Qu’est ce que l’écriture de ce livre vous a apporté ?  La paix de l’esprit, en premier lieu alors que j’en attendais le contraire ! Je me sens libre et avec l’envie de croquer la vie à pleines dents. Il y a également une certaine crainte face à l’acceptation que pourra bien  avoir la lecture de l’ouvrage par mes proches ou amis… c’est humain, je crois ! Mais, n’ai-je pas eu l’audace de l’écrire ? Il m’appartient maintenant de mener sa promotion à bon port, que j’espère large et fructueuse.  Cela m’a apporté, aussi, une forte volonté de médiatisation des sujets abordés ; en télé, radio, comme dans d’autres médias. Avis aux intéressés !…

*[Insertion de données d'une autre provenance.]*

use std::sync::Arc;
use std::time::Instant;

use async_trait::async_trait;
use thiserror::Error;
use tokio::sync::mpsc;
use tracing::{info, warn};
use uuid::Uuid;

use crate::models::notify::NotifyRequest;
use crate::state::AppState;
use crate::store::cooldown_key;

#[derive(Debug, Error)]
pub enum DeliveryError {
    #[error("push gateway error: {0}")]
    Gateway(String),
}

#[async_trait]
pub trait DeliveryProvider: Send + Sync {
    async fn deliver(&self, worker_id: Uuid, message: &str) -> Result<(), DeliveryError>;
}

/// Forwards notify pings to an external push gateway over HTTP.
pub struct PushGateway {
    client: reqwest::Client,
    url: String,
}

impl PushGateway {
    pub fn new(url: String) -> Self {
        let client = reqwest::Client::builder()
            .timeout(std::time::Duration::from_secs(10))
            .build()
            .unwrap_or_else(|_| reqwest::Client::new());

        Self { client, url }
    }
}

#[async_trait]
impl DeliveryProvider for PushGateway {
    async fn deliver(&self, worker_id: Uuid, message: &str) -> Result<(), DeliveryError> {
        let response = self
            .client
            .post(&self.url)
            .json(&serde_json::json!({
                "worker_id": worker_id,
                "message": message,
            }))
            .send()
            .await
            .map_err(|err| DeliveryError::Gateway(err.to_string()))?;

        if !response.status().is_success() {
            return Err(DeliveryError::Gateway(format!(
                "gateway returned {}",
                response.status()
            )));
        }

        Ok(())
    }
}

/// Dev-mode provider used when no push gateway is configured.
pub struct LogOnlyDelivery;

#[async_trait]
impl DeliveryProvider for LogOnlyDelivery {
    async fn deliver(&self, worker_id: Uuid, message: &str) -> Result<(), DeliveryError> {
        info!(worker_id = %worker_id, message, "notify delivered (log only)");
        Ok(())
    }
}

pub async fn run_notify_engine(
    state: Arc<AppState>,
    mut notify_rx: mpsc::Receiver<NotifyRequest>,
    provider: Arc<dyn DeliveryProvider>,
) {
    info!("notify engine started");

    while let Some(request) = notify_rx.recv().await {
        state.metrics.notifies_in_queue.dec();

        let start = Instant::now();
        let outcome = match deliver_request(&state, provider.as_ref(), &request).await {
            Ok(()) => "success",
            Err(err) => {
                warn!(worker_id = %request.worker_id, error = %err, "notify delivery failed");
                "error"
            }
        };

        let elapsed = start.elapsed().as_secs_f64();
        state
            .metrics
            .notify_latency_seconds
            .with_label_values(&[outcome])
            .observe(elapsed);
        state
            .metrics
            .notifies_total
            .with_label_values(&[outcome])
            .inc();
    }

    warn!("notify engine stopped: queue channel closed");
}

async fn deliver_request(
    state: &AppState,
    provider: &dyn DeliveryProvider,
    request: &NotifyRequest,
) -> Result<(), DeliveryError> {
    match provider.deliver(request.worker_id, &request.message).await {
        Ok(()) => {
            let delivered_at = state.cooldowns.settle_delivered(request.worker_id);

            if let Err(err) = state
                .store
                .set(&cooldown_key(request.worker_id), &delivered_at.to_rfc3339())
                .await
            {
                warn!(worker_id = %request.worker_id, error = %err, "failed to persist cooldown");
            }

            info!(
                worker_id = %request.worker_id,
                delivered_at = %delivered_at,
                "worker notified"
            );
            Ok(())
        }
        Err(err) => {
            state.cooldowns.settle_failed(request.worker_id);
            Err(err)
        }
    }
}
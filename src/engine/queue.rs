use crate::error::AppError;
use crate::models::notify::NotifyRequest;
use crate::state::AppState;

pub async fn enqueue_notify(state: &AppState, request: NotifyRequest) -> Result<(), AppError> {
    state
        .notify_tx
        .send(request)
        .await
        .map_err(|err| AppError::Internal(format!("notify queue send failed: {err}")))?;

    state.metrics.notifies_in_queue.inc();
    Ok(())
}
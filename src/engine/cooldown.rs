use std::sync::Arc;

use chrono::{DateTime, Duration, Utc};
use dashmap::DashMap;
use thiserror::Error;
use uuid::Uuid;

use crate::models::notify::{NotifyState, WorkerNotifyStatus};

pub trait Clock: Send + Sync {
    fn now(&self) -> DateTime<Utc>;
}

pub struct SystemClock;

impl Clock for SystemClock {
    fn now(&self) -> DateTime<Utc> {
        Utc::now()
    }
}

#[derive(Debug, Error, PartialEq, Eq)]
pub enum CooldownError {
    #[error("notify already in flight for worker {0}")]
    InFlight(Uuid),

    #[error("worker {worker_id} in cooldown: retry in {remaining_secs}s")]
    CoolingDown { worker_id: Uuid, remaining_secs: i64 },
}

#[derive(Debug, Clone)]
struct CooldownEntry {
    state: NotifyState,
    last_notified_at: Option<DateTime<Utc>>,
}

impl CooldownEntry {
    fn ready() -> Self {
        Self {
            state: NotifyState::Ready,
            last_notified_at: None,
        }
    }
}

/// Per-worker notify rate limiter. Remaining cooldown is derived from the
/// stored timestamp and the injected clock on every query, never ticked by a
/// running timer.
pub struct CooldownTracker {
    entries: DashMap<Uuid, CooldownEntry>,
    window: Duration,
    clock: Arc<dyn Clock>,
}

impl CooldownTracker {
    pub fn new(window_secs: i64) -> Self {
        Self::with_clock(window_secs, Arc::new(SystemClock))
    }

    pub fn with_clock(window_secs: i64, clock: Arc<dyn Clock>) -> Self {
        Self {
            entries: DashMap::new(),
            window: Duration::seconds(window_secs),
            clock,
        }
    }

    /// Ready -> Notifying. The check-and-set runs under the map entry guard,
    /// so concurrent begins for the same worker admit exactly one.
    pub fn begin(&self, worker_id: Uuid) -> Result<(), CooldownError> {
        let now = self.clock.now();
        let mut entry = self
            .entries
            .entry(worker_id)
            .or_insert_with(CooldownEntry::ready);

        match entry.state {
            NotifyState::Notifying => Err(CooldownError::InFlight(worker_id)),
            NotifyState::Ready => {
                entry.state = NotifyState::Notifying;
                Ok(())
            }
            NotifyState::Notified | NotifyState::Cooldown => {
                let remaining = self.remaining_secs(entry.last_notified_at, now);
                if remaining > 0 {
                    Err(CooldownError::CoolingDown {
                        worker_id,
                        remaining_secs: remaining,
                    })
                } else {
                    entry.state = NotifyState::Notifying;
                    Ok(())
                }
            }
        }
    }

    /// Notifying -> Notified, which reads as an immediately started cooldown.
    /// Returns the recorded delivery instant.
    pub fn settle_delivered(&self, worker_id: Uuid) -> DateTime<Utc> {
        let now = self.clock.now();
        let mut entry = self
            .entries
            .entry(worker_id)
            .or_insert_with(CooldownEntry::ready);

        entry.state = NotifyState::Notified;
        entry.last_notified_at = Some(now);
        now
    }

    /// Notifying -> Ready. A failed delivery charges no cooldown.
    pub fn settle_failed(&self, worker_id: Uuid) {
        if let Some(mut entry) = self.entries.get_mut(&worker_id) {
            entry.state = NotifyState::Ready;
        }
    }

    /// Seed a previously persisted delivery timestamp. No-op when the worker
    /// already has live session state.
    pub fn seed(&self, worker_id: Uuid, last_notified_at: DateTime<Utc>) {
        self.entries.entry(worker_id).or_insert(CooldownEntry {
            state: NotifyState::Notified,
            last_notified_at: Some(last_notified_at),
        });
    }

    pub fn contains(&self, worker_id: Uuid) -> bool {
        self.entries.contains_key(&worker_id)
    }

    pub fn status(&self, worker_id: Uuid) -> WorkerNotifyStatus {
        let now = self.clock.now();
        let entry = self
            .entries
            .get(&worker_id)
            .map(|e| e.value().clone())
            .unwrap_or_else(CooldownEntry::ready);

        let (status, remaining) = match entry.state {
            NotifyState::Notifying => (NotifyState::Notifying, 0),
            NotifyState::Ready => (NotifyState::Ready, 0),
            NotifyState::Notified | NotifyState::Cooldown => {
                let remaining = self.remaining_secs(entry.last_notified_at, now);
                if remaining > 0 {
                    (NotifyState::Cooldown, remaining)
                } else {
                    (NotifyState::Ready, 0)
                }
            }
        };

        WorkerNotifyStatus {
            worker_id,
            status,
            cooldown_seconds_remaining: remaining,
        }
    }

    fn remaining_secs(&self, last_notified_at: Option<DateTime<Utc>>, now: DateTime<Utc>) -> i64 {
        match last_notified_at {
            Some(at) => {
                // Whole elapsed seconds, so a just-delivered notify reports the
                // full window rather than window - 1.
                let elapsed_secs = now.signed_duration_since(at).num_seconds();
                (self.window.num_seconds() - elapsed_secs).max(0)
            }
            None => 0,
        }
    }
}
use std::sync::Arc;

use dashmap::DashMap;
use tokio::sync::{mpsc, RwLock};
use uuid::Uuid;

use crate::engine::cooldown::CooldownTracker;
use crate::location::PlaceResolver;
use crate::models::location::UserLocation;
use crate::models::notify::NotifyRequest;
use crate::models::worker::Worker;
use crate::observability::metrics::Metrics;
use crate::store::KeyValueStore;

pub struct AppState {
    pub workers: DashMap<Uuid, Worker>,
    pub cooldowns: CooldownTracker,
    pub location: RwLock<Option<UserLocation>>,
    pub resolver: PlaceResolver,
    pub store: Arc<dyn KeyValueStore>,
    pub default_radius_km: f64,
    pub notify_tx: mpsc::Sender<NotifyRequest>,
    pub metrics: Metrics,
}

impl AppState {
    pub fn new(
        resolver: PlaceResolver,
        store: Arc<dyn KeyValueStore>,
        cooldowns: CooldownTracker,
        default_radius_km: f64,
        notify_queue_size: usize,
    ) -> (Self, mpsc::Receiver<NotifyRequest>) {
        let (notify_tx, notify_rx) = mpsc::channel(notify_queue_size);

        (
            Self {
                workers: DashMap::new(),
                cooldowns,
                location: RwLock::new(None),
                resolver,
                store,
                default_radius_km,
                notify_tx,
                metrics: Metrics::new(),
            },
            notify_rx,
        )
    }
}
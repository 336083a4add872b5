use std::sync::Arc;

use axum::extract::State;
use axum::routing::get;
use axum::Json;
use axum::Router;
use serde::Deserialize;
use tracing::warn;

use crate::error::AppError;
use crate::location::default_location;
use crate::models::location::UserLocation;
use crate::models::worker::GeoPoint;
use crate::state::AppState;
use crate::store::LAST_LOCATION_KEY;

pub fn router() -> Router<Arc<AppState>> {
    Router::new().route("/location", get(current_location).put(update_location))
}

#[derive(Deserialize)]
pub struct UpdateLocationRequest {
    pub lat: f64,
    pub lng: f64,
}

async fn update_location(
    State(state): State<Arc<AppState>>,
    Json(payload): Json<UpdateLocationRequest>,
) -> Result<Json<UserLocation>, AppError> {
    let point = GeoPoint {
        lat: payload.lat,
        lng: payload.lng,
    };

    if !point.in_bounds() {
        return Err(AppError::BadRequest("location out of bounds".to_string()));
    }

    let resolved = state.resolver.resolve(&point).await;
    state
        .metrics
        .geocode_resolutions_total
        .with_label_values(&[resolved.source.unwrap_or("unresolved")])
        .inc();

    // Last write wins: a newer resolution replaces the slot wholesale.
    *state.location.write().await = Some(resolved.location.clone());

    match serde_json::to_string(&resolved.location) {
        Ok(json) => {
            if let Err(err) = state.store.set(LAST_LOCATION_KEY, &json).await {
                warn!(error = %err, "failed to persist last location");
            }
        }
        Err(err) => warn!(error = %err, "failed to serialize location"),
    }

    Ok(Json(resolved.location))
}

async fn current_location(State(state): State<Arc<AppState>>) -> Json<UserLocation> {
    if let Some(location) = state.location.read().await.clone() {
        return Json(location);
    }

    if let Ok(Some(raw)) = state.store.get(LAST_LOCATION_KEY).await {
        if let Ok(location) = serde_json::from_str::<UserLocation>(&raw) {
            return Json(location);
        }
    }

    Json(default_location())
}
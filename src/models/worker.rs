use chrono::{DateTime, Utc};
use serde::{Deserialize, Serialize};
use uuid::Uuid;

#[derive(Debug, Clone, Copy, PartialEq, Serialize, Deserialize)]
pub struct GeoPoint {
    pub lat: f64,
    pub lng: f64,
}

impl GeoPoint {
    pub fn in_bounds(&self) -> bool {
        self.lat.is_finite()
            && self.lng.is_finite()
            && (-90.0..=90.0).contains(&self.lat)
            && (-180.0..=180.0).contains(&self.lng)
    }
}

#[derive(Debug, Clone, Serialize, Deserialize, PartialEq)]
pub enum Trade {
    Plumber,
    Electrician,
    Carpenter,
    Painter,
    Mechanic,
    Cleaner,
}

#[derive(Debug, Clone, Serialize, Deserialize, PartialEq)]
pub enum WorkerStatus {
    Available,
    Busy,
    Offline,
}

#[derive(Debug, Clone, Serialize, Deserialize)]
pub struct Worker {
    pub id: Uuid,
    pub name: String,
    pub trade: Trade,
    pub location: GeoPoint,
    pub rating: f64,
    pub status: WorkerStatus,
    pub updated_at: DateTime<Utc>,
}
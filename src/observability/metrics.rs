use prometheus::{
    Encoder, HistogramVec, IntCounterVec, IntGauge, Opts, Registry, TextEncoder,
};

#[derive(Clone)]
pub struct Metrics {
    registry: Registry,
    pub notifies_total: IntCounterVec,
    pub notifies_in_queue: IntGauge,
    pub notify_latency_seconds: HistogramVec,
    pub geocode_resolutions_total: IntCounterVec,
}

impl Metrics {
    pub fn new() -> Self {
        let registry = Registry::new();

        let notifies_total = IntCounterVec::new(
            Opts::new("notifies_total", "Total notify deliveries by outcome"),
            &["outcome"],
        )
        .expect("valid notifies_total metric");

        let notifies_in_queue =
            IntGauge::new("notifies_in_queue", "Current number of queued notify requests")
                .expect("valid notifies_in_queue metric");

        let notify_latency_seconds = HistogramVec::new(
            prometheus::HistogramOpts::new(
                "notify_latency_seconds",
                "Latency of notify delivery in seconds",
            ),
            &["outcome"],
        )
        .expect("valid notify_latency_seconds metric");

        let geocode_resolutions_total = IntCounterVec::new(
            Opts::new(
                "geocode_resolutions_total",
                "Reverse geocode resolutions by answering source",
            ),
            &["source"],
        )
        .expect("valid geocode_resolutions_total metric");

        registry
            .register(Box::new(notifies_total.clone()))
            .expect("register notifies_total");
        registry
            .register(Box::new(notifies_in_queue.clone()))
            .expect("register notifies_in_queue");
        registry
            .register(Box::new(notify_latency_seconds.clone()))
            .expect("register notify_latency_seconds");
        registry
            .register(Box::new(geocode_resolutions_total.clone()))
            .expect("register geocode_resolutions_total");

        Self {
            registry,
            notifies_total,
            notifies_in_queue,
            notify_latency_seconds,
            geocode_resolutions_total,
        }
    }

    pub fn encode(&self) -> Result<String, String> {
        let metric_families = self.registry.gather();
        let mut buffer = Vec::new();

        TextEncoder::new()
            .encode(&metric_families, &mut buffer)
            .map_err(|err| format!("failed to encode metrics: {err}"))?;

        String::from_utf8(buffer).map_err(|err| format!("metrics are not valid utf8: {err}"))
    }
}
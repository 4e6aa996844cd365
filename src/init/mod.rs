// SPDX-License-Identifier: Apache-2.0

pub mod args;
pub mod bridge;
pub mod view;
pub mod wait;

pub type BoxError = Box<dyn std::error::Error + Send + Sync>;
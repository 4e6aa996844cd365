// SPDX-License-Identifier: Apache-2.0

pub mod tail;
// SPDX-License-Identifier: Apache-2.0

use std::time::Duration;
use tokio::task::JoinSet;
use tokio::time::{Instant, timeout_at};
use tracing::error;

use super::BoxError;

pub async fn wait_for_any_task(tasks: &mut JoinSet<Result<(), BoxError>>) -> Result<(), BoxError> {
    match tasks.join_next().await {
        None => Ok(()),
        Some(res) => res?,
    }
}

pub async fn wait_for_tasks_with_timeout(
    tasks: &mut JoinSet<Result<(), BoxError>>,
    timeout: Duration,
) -> Result<(), BoxError> {
    let stop_at = Instant::now() + timeout;
    let mut result = Ok(());
    loop {
        match timeout_at(stop_at, tasks.join_next()).await {
            Err(_) => {
                tasks.abort_all();
                result = Err("timed out waiting for tasks to complete".into());
                break;
            }
            Ok(None) => break,
            Ok(Some(Ok(Ok(())))) => {}
            Ok(Some(Ok(Err(e)))) => result = Err(e),
            Ok(Some(Err(e))) => error!("Failed to join with task: {:?}", e),
        }
    }

    result
}
// SPDX-License-Identifier: Apache-2.0

//! Polling-based file watcher for systems where native file system
//! notifications are unavailable or unreliable (NFS, some container volume
//! mounts).

use std::fs;
use std::path::{Path, PathBuf};
use std::time::{Duration, Instant, SystemTime};

use super::traits::{FileWatcher, Wake, WatcherError};
use crate::receivers::tail::file_id::FileId;
use crate::receivers::tail::shutdown::ShutdownSignal;

/// What a stat of the followed path looked like
#[derive(Debug, Clone, PartialEq, Eq)]
struct FileState {
    id: Option<FileId>,
    modified: Option<SystemTime>,
    size: u64,
}

impl FileState {
    fn read(path: &Path) -> Option<Self> {
        let metadata = fs::metadata(path).ok()?;
        if !metadata.is_file() {
            return None;
        }
        Some(Self {
            id: FileId::from_path(path).ok(),
            modified: metadata.modified().ok(),
            size: metadata.len(),
        })
    }
}

/// Stats the followed path once per poll interval. Any difference in
/// identity, size or mtime, or the file appearing or vanishing, is a change.
pub struct PollWatcher {
    path: Option<PathBuf>,
    /// `None` while the file is absent
    last: Option<FileState>,
    poll_interval: Duration,
    last_poll: Instant,
    shutdown: ShutdownSignal,
}

impl PollWatcher {
    pub fn new(poll_interval: Duration, shutdown: ShutdownSignal) -> Self {
        Self {
            path: None,
            last: None,
            poll_interval,
            last_poll: Instant::now(),
            shutdown,
        }
    }

    /// Stat the path if a poll is due. Returns true if it changed.
    fn poll_if_needed(&mut self) -> bool {
        if self.last_poll.elapsed() < self.poll_interval {
            return false;
        }
        self.last_poll = Instant::now();

        let Some(path) = self.path.as_deref() else {
            return false;
        };
        let current = FileState::read(path);
        let changed = current != self.last;
        self.last = current;
        changed
    }
}

impl FileWatcher for PollWatcher {
    fn watch(&mut self, file: &Path) -> Result<(), WatcherError> {
        self.last = FileState::read(file);
        self.path = Some(file.to_path_buf());
        self.last_poll = Instant::now();
        Ok(())
    }

    fn wait(&mut self, timeout: Duration) -> Result<Wake, WatcherError> {
        let deadline = Instant::now() + timeout;

        loop {
            if self.poll_if_needed() {
                return Ok(Wake::Changed);
            }

            let now = Instant::now();
            if now >= deadline {
                return Ok(Wake::Timeout);
            }

            let until_poll = self.poll_interval.saturating_sub(self.last_poll.elapsed());
            let sleep = until_poll.min(deadline - now);
            if self.shutdown.wait_timeout(sleep) {
                return Ok(Wake::Shutdown);
            }
        }
    }

    fn is_native(&self) -> bool {
        false
    }

    fn backend_name(&self) -> &'static str {
        "poll"
    }
}

#[cfg(test)]
mod tests {
    use super::*;
    use crate::receivers::tail::shutdown;
    use std::fs::File;
    use std::io::Write;
    use tempfile::TempDir;

    const POLL: Duration = Duration::from_millis(20);

    fn watcher_for(path: &Path) -> (shutdown::ShutdownTrigger, PollWatcher) {
        let (trigger, signal) = shutdown::channel();
        let mut watcher = PollWatcher::new(POLL, signal);
        watcher.watch(path).unwrap();
        (trigger, watcher)
    }

    #[test]
    fn test_poll_watcher_detects_new_file() {
        let temp_dir = TempDir::new().unwrap();
        let file_path = temp_dir.path().join("changes.log");
        let (_trigger, mut watcher) = watcher_for(&file_path);

        File::create(&file_path).unwrap();

        assert_eq!(watcher.wait(Duration::from_millis(500)).unwrap(), Wake::Changed);
    }

    #[test]
    fn test_poll_watcher_detects_append() {
        let temp_dir = TempDir::new().unwrap();
        let file_path = temp_dir.path().join("changes.log");
        File::create(&file_path).unwrap();
        let (_trigger, mut watcher) = watcher_for(&file_path);

        let mut file = fs::OpenOptions::new().append(true).open(&file_path).unwrap();
        file.write_all(b"more content\n").unwrap();

        assert_eq!(watcher.wait(Duration::from_millis(500)).unwrap(), Wake::Changed);
    }

    #[test]
    fn test_poll_watcher_detects_same_size_replacement() {
        let temp_dir = TempDir::new().unwrap();
        let file_path = temp_dir.path().join("changes.log");
        fs::write(&file_path, b"old\n").unwrap();
        let (_trigger, mut watcher) = watcher_for(&file_path);

        let staged = temp_dir.path().join("changes.log.new");
        fs::write(&staged, b"new\n").unwrap();
        fs::rename(&staged, &file_path).unwrap();

        assert_eq!(watcher.wait(Duration::from_millis(500)).unwrap(), Wake::Changed);
    }

    #[test]
    fn test_poll_watcher_detects_file_remove() {
        let temp_dir = TempDir::new().unwrap();
        let file_path = temp_dir.path().join("changes.log");
        File::create(&file_path).unwrap();
        let (_trigger, mut watcher) = watcher_for(&file_path);

        fs::remove_file(&file_path).unwrap();

        assert_eq!(watcher.wait(Duration::from_millis(500)).unwrap(), Wake::Changed);
    }

    #[test]
    fn test_poll_watcher_times_out_when_idle() {
        let temp_dir = TempDir::new().unwrap();
        let file_path = temp_dir.path().join("changes.log");
        File::create(&file_path).unwrap();
        let (_trigger, mut watcher) = watcher_for(&file_path);

        let start = Instant::now();
        assert_eq!(watcher.wait(POLL * 3).unwrap(), Wake::Timeout);
        assert!(start.elapsed() >= POLL * 3);
    }

    #[test]
    fn test_poll_watcher_wait_interrupted_by_shutdown() {
        let temp_dir = TempDir::new().unwrap();
        let (mut trigger, mut watcher) = watcher_for(&temp_dir.path().join("changes.log"));
        trigger.fire();

        let start = Instant::now();
        assert_eq!(watcher.wait(Duration::from_secs(5)).unwrap(), Wake::Shutdown);
        assert!(start.elapsed() < Duration::from_secs(1));
    }

    #[test]
    fn test_poll_watcher_backend() {
        let (_trigger, signal) = shutdown::channel();
        let watcher = PollWatcher::new(Duration::from_millis(100), signal);
        assert!(!watcher.is_native());
        assert_eq!(watcher.backend_name(), "poll");
    }
}
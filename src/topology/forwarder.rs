// SPDX-License-Identifier: Apache-2.0

//! The forwarding loop: every line from the tail reader becomes one publish.
//!
//! Lines are forwarded one at a time, in order. A failed publish is never
//! retried. A lost connection costs the line that discovered it, after which
//! the loop reconnects before reading the next line. A rejected publish costs
//! only that line.

use futures::{Stream, StreamExt};
use tokio::select;
use tokio_util::sync::CancellationToken;
use tracing::{debug, info, warn};

use crate::exporters::redis::{Cancelled, ConnectionManager, Connector, PublishErrorKind};
use crate::topology::payload::{ChannelName, LogLine};

#[derive(Debug, Clone, Copy, PartialEq, Eq)]
pub enum LoopState {
    /// Waiting for the first connection
    Connecting,
    Connected,
    /// Connection lost, waiting for a new one
    Reconnecting,
}

#[derive(Debug, Clone, Copy, Default, PartialEq, Eq)]
pub struct ForwardStats {
    pub published: u64,
    pub dropped_connection_lost: u64,
    pub dropped_rejected: u64,
    pub reconnects: u64,
}

impl ForwardStats {
    pub fn dropped(&self) -> u64 {
        self.dropped_connection_lost + self.dropped_rejected
    }
}

pub struct Forwarder<C: Connector> {
    manager: ConnectionManager<C>,
    channel: ChannelName,
    state: LoopState,
    stats: ForwardStats,
}

impl<C: Connector> Forwarder<C> {
    pub fn new(manager: ConnectionManager<C>, channel: ChannelName) -> Self {
        let state = if manager.is_connected() {
            LoopState::Connected
        } else {
            LoopState::Connecting
        };
        Self {
            manager,
            channel,
            state,
            stats: ForwardStats::default(),
        }
    }

    pub fn state(&self) -> LoopState {
        self.state
    }

    pub fn stats(&self) -> ForwardStats {
        self.stats
    }

    /// Block until the broker is reachable. Lines are not read before this
    /// succeeds.
    pub async fn connect(&mut self, cancel: &CancellationToken) -> Result<(), Cancelled> {
        self.manager.connect(cancel).await?;
        self.state = LoopState::Connected;
        Ok(())
    }

    /// Forward lines until `cancel` fires or `lines` ends.
    pub async fn run<S>(&mut self, lines: &mut S, cancel: &CancellationToken) -> ForwardStats
    where
        S: Stream<Item = LogLine> + Unpin,
    {
        if self.state != LoopState::Connected && self.connect(cancel).await.is_err() {
            debug!("Forwarder received shutdown signal before connecting");
            return self.stop();
        }

        loop {
            let line = select! {
                biased;

                _ = cancel.cancelled() => {
                    debug!("Forwarder received shutdown signal, exiting main loop");
                    break;
                }
                line = lines.next() => line,
            };

            let Some(line) = line else {
                info!("Line source has ended, stopping forwarder");
                break;
            };

            if self.forward(line, cancel).await.is_err() {
                debug!("Forwarder received shutdown signal while reconnecting");
                break;
            }
        }

        self.stop()
    }

    async fn forward(&mut self, line: LogLine, cancel: &CancellationToken) -> Result<(), Cancelled> {
        let result = select! {
            biased;

            _ = cancel.cancelled() => return Err(Cancelled),
            result = self.manager.publish(&self.channel, &line) => result,
        };

        let err = match result {
            Ok(()) => {
                self.stats.published += 1;
                return Ok(());
            }
            Err(e) => e,
        };

        match err.kind {
            PublishErrorKind::BrokerRejected => {
                self.stats.dropped_rejected += 1;
                warn!(
                    channel = %self.channel,
                    len = line.len(),
                    reason = %err.reason,
                    "Broker rejected line, dropping it."
                );
                Ok(())
            }
            PublishErrorKind::ConnectionLost => {
                self.stats.dropped_connection_lost += 1;
                warn!(
                    channel = %self.channel,
                    len = line.len(),
                    reason = %err.reason,
                    "Broker connection lost, dropping line and reconnecting."
                );

                self.state = LoopState::Reconnecting;
                self.manager.connect(cancel).await?;
                self.state = LoopState::Connected;
                self.stats.reconnects += 1;
                Ok(())
            }
        }
    }

    fn stop(&self) -> ForwardStats {
        info!(
            published = self.stats.published,
            dropped_connection_lost = self.stats.dropped_connection_lost,
            dropped_rejected = self.stats.dropped_rejected,
            reconnects = self.stats.reconnects,
            "Forwarder stopped"
        );
        self.stats
    }
}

Vos premiers ouvrages sont dans un tout autre style d’écriture, pourquoi ce changement et pourquoi maintenant ? Je n’ai pas de style d’écriture déterminé pour tous mes ouvrages. Les premiers ouvrages me semblaient requérir une écriture en poésie classique symbolique, plus encline à suggérer, influer, retracer ce que j’avais à dire, à transmettre.  Le syndrome du cœur battu s’inscrit davantage dans « le récit » avec tout ce qu’il comporte : actualité, mordant, simplicité ; véracité. Le présent style me semblait davantage convenir pour le sujet traité. Plonger le lecteur dans l’actualité, la dure réalité du sujet demandait précisément ce style. Pourquoi maintenant ? Sans doute ne suis-je plus encline à me protéger derrière « l’écran » de la poésie, comme me l’a dernièrement dit Clara Duchet, à qui j’ai dédié en partie ce livre. Ouvrage également dédié à Nadine, ma chère sœur ; à Claude, qui sait ce qu’amitié veut dire et à Bibyane que j’aurais aimé connaître en personne. Je l’ai dédié à « la Fée Clochette » aussi, mais cela, n’allez pas lui dire !…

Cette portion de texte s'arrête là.